Timing in critical infrastructures: from science to traceability and certification, from accuracy to resilience

Timing in critical infrastructures represent a key enabling technology, and preserving the appropriate synchronization and traceability to the international standard of time UTTC is often a well known challenge, in terms of accuracy, traceability, and resilience. GNSS since years has played a relevant role, but timing through optical fibers using techniques like the IEEE 1588 standard demonstrated an solid opportunity to offer better resilience and accuracy.

In this talk, I will describe my realizations in Italy and in Europe, and what's been developed worldwide, in particular implementations in real field and services in different areas, from finance to energy distribution, to aerospace. Also, the frontier of research will be described, from coherent techniques to the roadmap for the redefinition of the second,  to protection of timing through quantum cryptography and the role of and for quantum technologies.

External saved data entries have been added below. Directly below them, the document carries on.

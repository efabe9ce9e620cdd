use crate::core::batch_loader::BatchLoader;
use crate::core::discovery::discover_files;
use crate::core::export::{csv_name, summary_to_json, track_to_csv};
use crate::core::grid::plan_grid;
use crate::core::{Batch, ConfigProvider, Pipeline, Storage, TransformResult};
use crate::domain::model::{FieldSet, RunSummary, TrackSummary};
use crate::render::render_small_multiples;
use crate::utils::error::Result;
use std::collections::HashSet;

pub const SUMMARY_FILE: &str = "summary.json";

/// GPX files in, small-multiple SVGs (plus optional CSV tables) out.
pub struct SmallMultiplesPipeline<S: Storage, C: ConfigProvider> {
    storage: S,
    config: C,
}

impl<S: Storage, C: ConfigProvider> SmallMultiplesPipeline<S, C> {
    pub fn new(storage: S, config: C) -> Self {
        Self { storage, config }
    }

    async fn write_csv_tables(&self, batch: &Batch) -> Result<()> {
        let mut used = HashSet::new();
        for (index, (path, track)) in batch.iter().enumerate() {
            let mut name = csv_name(index, path);
            if !used.insert(name.clone()) {
                name = format!("{}-{}.csv", name.trim_end_matches(".csv"), index);
                used.insert(name.clone());
            }
            let data = track_to_csv(track)?;
            self.storage.write_file(&name, &data).await?;
            tracing::debug!("Wrote {} ({} rows)", name, track.len());
        }
        tracing::info!("📄 Exported {} track table(s)", batch.len());
        Ok(())
    }
}

#[async_trait::async_trait]
impl<S: Storage, C: ConfigProvider> Pipeline for SmallMultiplesPipeline<S, C> {
    async fn extract(&self) -> Result<Batch> {
        let paths = discover_files(self.config.input_pattern())?;
        let fields = FieldSet::for_modes(&self.config.plot_modes());
        tracing::debug!(
            "Discovered {} file(s), elevation fields: {}",
            paths.len(),
            fields.elevation
        );

        BatchLoader::new(&self.storage, fields, self.config.min_files())
            .load(&paths)
            .await
    }

    async fn transform(&self, batch: Batch) -> Result<TransformResult> {
        let layout = plan_grid(batch.len())?;
        let summaries = batch
            .iter()
            .map(|(path, track)| TrackSummary {
                path: path.to_path_buf(),
                points: track.len(),
                distance_km: track.total_distance_km(),
            })
            .collect();

        Ok(TransformResult {
            batch,
            layout,
            summaries,
        })
    }

    async fn load(&self, result: TransformResult) -> Result<String> {
        tracing::info!("Creating plot(s)...");
        let modes = self.config.plot_modes();

        for mode in &modes {
            let svg = render_small_multiples(
                &result.batch,
                &result.layout,
                *mode,
                self.config.cell_size(),
            )?;
            let name = mode.file_name();
            self.storage.write_file(&name, svg.as_bytes()).await?;
            tracing::info!("🖼️ Wrote {} ({} bytes)", name, svg.len());
        }

        if self.config.export_csv() {
            self.write_csv_tables(&result.batch).await?;
        }

        let summary = RunSummary {
            generated_at: chrono::Utc::now(),
            input: self.config.input_pattern().to_string(),
            modes,
            grid: result.layout,
            tracks: result.summaries,
        };
        self.storage
            .write_file(SUMMARY_FILE, &summary_to_json(&summary)?)
            .await?;

        Ok(self.config.output_path().to_string())
    }
}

The power of time: synchronization challenges in next-generation power system measurements

Advanced monitoring, protection, and control applications in modern power systems increasingly rely on the availability of a common notion of time. As measurement infrastructures evolve towards highly distributed, cyber-physical ecosystems, the challenges associated with maintaining accurate and trustworthy time synchronization are becoming more critical.

This keynote explores the fundamental role of time in power system measurements, highlighting how synchronization errors can propagate into significant uncertainties in critical applications and discussing emerging challenges where timing requirements are evolving and becoming more stringent.

The presentation also outlines future research directions aimed at considering the performance of time synchronization infrastructures in defining metrologically traceable distributed measurement systems for power grids.